_YOUR TASK_
Instruction for the entries that follow: retype exactly the lines from the line with "URLs or paths" to the line with "const HIGHLIGHT_CDN: &str", both included, and omit all others.

_Data records_
*** Block opens ***

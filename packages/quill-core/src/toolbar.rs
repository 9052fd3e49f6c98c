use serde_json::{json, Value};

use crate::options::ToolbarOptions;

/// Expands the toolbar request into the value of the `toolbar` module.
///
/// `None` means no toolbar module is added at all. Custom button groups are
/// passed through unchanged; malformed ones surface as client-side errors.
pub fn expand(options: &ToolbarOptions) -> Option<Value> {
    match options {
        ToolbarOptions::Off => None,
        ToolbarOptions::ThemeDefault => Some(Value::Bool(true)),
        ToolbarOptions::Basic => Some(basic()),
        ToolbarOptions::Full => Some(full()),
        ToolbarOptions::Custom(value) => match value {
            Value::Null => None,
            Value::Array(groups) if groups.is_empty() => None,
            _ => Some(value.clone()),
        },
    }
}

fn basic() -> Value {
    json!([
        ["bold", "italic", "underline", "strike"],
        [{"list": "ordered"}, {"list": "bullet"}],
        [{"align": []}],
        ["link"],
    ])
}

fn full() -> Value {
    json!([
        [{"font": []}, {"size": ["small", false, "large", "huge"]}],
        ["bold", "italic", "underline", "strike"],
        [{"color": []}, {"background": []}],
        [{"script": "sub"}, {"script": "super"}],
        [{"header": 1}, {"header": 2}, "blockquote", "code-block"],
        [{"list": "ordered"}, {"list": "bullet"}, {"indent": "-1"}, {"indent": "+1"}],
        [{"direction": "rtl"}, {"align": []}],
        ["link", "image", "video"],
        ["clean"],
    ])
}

*** Block closes ***
*** Block opens ***

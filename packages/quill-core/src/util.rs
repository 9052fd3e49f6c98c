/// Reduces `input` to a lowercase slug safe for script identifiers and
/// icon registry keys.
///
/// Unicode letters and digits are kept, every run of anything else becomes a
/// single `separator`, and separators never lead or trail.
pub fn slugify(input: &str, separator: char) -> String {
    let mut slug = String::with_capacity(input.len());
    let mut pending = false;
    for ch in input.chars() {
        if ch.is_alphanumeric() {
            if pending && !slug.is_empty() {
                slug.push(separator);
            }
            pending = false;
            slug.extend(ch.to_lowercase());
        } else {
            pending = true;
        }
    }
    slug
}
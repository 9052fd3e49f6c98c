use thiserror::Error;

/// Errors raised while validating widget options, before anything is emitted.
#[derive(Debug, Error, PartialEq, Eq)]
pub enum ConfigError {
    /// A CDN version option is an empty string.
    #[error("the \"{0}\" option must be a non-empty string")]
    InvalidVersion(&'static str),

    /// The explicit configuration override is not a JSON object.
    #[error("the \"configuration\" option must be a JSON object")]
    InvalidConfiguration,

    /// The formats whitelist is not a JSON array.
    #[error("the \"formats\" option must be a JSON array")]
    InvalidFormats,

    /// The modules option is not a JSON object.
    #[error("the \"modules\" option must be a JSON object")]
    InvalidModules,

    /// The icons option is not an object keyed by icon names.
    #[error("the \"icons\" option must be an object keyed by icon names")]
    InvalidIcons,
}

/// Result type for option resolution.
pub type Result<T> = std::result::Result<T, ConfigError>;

*** Block closes ***
*** Block opens ***

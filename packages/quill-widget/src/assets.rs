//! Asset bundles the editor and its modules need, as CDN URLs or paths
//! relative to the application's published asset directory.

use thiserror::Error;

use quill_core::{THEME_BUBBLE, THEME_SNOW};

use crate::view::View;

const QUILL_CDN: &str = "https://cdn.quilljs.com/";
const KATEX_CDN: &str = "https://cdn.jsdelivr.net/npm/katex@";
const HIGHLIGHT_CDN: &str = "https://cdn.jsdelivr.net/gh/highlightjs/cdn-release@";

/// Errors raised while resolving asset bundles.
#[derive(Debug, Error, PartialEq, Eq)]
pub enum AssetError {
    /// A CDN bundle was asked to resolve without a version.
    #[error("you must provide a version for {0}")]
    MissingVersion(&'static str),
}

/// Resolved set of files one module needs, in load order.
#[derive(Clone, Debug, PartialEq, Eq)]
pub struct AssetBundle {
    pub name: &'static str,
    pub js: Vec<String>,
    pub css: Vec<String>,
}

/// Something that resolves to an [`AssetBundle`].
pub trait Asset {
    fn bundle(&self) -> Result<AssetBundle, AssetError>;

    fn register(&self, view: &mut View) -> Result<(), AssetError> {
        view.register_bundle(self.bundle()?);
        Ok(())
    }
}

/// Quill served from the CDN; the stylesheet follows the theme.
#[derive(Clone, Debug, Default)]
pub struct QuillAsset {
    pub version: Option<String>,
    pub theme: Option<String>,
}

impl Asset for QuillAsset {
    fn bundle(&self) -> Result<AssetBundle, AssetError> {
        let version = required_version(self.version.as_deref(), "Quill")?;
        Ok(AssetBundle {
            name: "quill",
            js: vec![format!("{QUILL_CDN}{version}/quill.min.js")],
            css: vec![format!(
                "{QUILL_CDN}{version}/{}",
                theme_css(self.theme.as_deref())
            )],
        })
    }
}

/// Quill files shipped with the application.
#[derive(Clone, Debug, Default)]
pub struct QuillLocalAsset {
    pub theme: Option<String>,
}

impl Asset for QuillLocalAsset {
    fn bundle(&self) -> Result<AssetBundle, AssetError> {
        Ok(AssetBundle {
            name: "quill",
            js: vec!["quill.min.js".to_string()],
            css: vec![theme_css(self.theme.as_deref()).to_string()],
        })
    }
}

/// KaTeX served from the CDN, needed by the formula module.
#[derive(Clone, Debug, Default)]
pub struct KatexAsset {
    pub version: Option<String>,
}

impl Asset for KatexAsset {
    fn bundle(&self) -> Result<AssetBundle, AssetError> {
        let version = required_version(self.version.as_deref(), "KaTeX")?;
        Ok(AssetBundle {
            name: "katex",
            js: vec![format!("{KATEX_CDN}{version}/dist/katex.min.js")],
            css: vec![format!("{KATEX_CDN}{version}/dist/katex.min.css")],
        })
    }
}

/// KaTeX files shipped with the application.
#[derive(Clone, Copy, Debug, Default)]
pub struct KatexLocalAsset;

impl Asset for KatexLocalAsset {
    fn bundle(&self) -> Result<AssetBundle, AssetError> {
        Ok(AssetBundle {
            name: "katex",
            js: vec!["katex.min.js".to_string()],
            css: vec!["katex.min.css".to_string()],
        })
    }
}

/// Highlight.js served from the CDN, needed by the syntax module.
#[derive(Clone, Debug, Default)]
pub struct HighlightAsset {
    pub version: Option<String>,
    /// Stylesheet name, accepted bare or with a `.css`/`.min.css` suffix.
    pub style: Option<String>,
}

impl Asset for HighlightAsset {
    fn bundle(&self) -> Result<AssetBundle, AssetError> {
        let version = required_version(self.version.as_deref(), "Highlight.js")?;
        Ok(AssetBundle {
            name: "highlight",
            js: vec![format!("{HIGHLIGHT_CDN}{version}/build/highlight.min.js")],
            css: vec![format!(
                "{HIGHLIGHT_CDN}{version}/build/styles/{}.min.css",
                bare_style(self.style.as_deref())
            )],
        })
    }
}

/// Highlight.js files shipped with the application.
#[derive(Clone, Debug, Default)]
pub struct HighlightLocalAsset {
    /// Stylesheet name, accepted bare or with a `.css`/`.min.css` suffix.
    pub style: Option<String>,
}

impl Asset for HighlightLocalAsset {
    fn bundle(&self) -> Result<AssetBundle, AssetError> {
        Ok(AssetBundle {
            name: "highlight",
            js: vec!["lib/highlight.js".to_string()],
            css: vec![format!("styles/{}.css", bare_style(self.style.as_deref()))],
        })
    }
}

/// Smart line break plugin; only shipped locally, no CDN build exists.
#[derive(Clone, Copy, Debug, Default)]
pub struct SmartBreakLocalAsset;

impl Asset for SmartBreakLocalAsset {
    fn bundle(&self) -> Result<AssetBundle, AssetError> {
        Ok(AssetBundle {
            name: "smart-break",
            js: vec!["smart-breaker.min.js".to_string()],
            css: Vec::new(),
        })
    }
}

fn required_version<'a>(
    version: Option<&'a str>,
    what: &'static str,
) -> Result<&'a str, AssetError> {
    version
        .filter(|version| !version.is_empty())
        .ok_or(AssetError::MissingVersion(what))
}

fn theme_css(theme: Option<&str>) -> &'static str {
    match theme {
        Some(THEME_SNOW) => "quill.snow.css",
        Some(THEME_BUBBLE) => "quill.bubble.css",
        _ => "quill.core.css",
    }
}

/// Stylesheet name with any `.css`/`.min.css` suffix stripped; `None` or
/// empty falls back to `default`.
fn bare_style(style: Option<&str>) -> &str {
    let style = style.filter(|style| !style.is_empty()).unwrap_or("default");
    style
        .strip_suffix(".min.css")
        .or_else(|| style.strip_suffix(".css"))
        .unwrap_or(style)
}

*** Block closes ***

_TASK SOLUTION_
//! Asset bundles the editor and its modules need, as CDN URLs or paths
//! relative to the application's published asset directory.

use thiserror::Error;

use quill_core::{THEME_BUBBLE, THEME_SNOW};

use crate::view::View;

const QUILL_CDN: &str = "https://cdn.quilljs.com/";
const KATEX_CDN: &str = "https://cdn.jsdelivr.net/npm/katex@";
const HIGHLIGHT_CDN: &str = "https://cdn.jsdelivr.net/gh/highlightjs/cdn-release@";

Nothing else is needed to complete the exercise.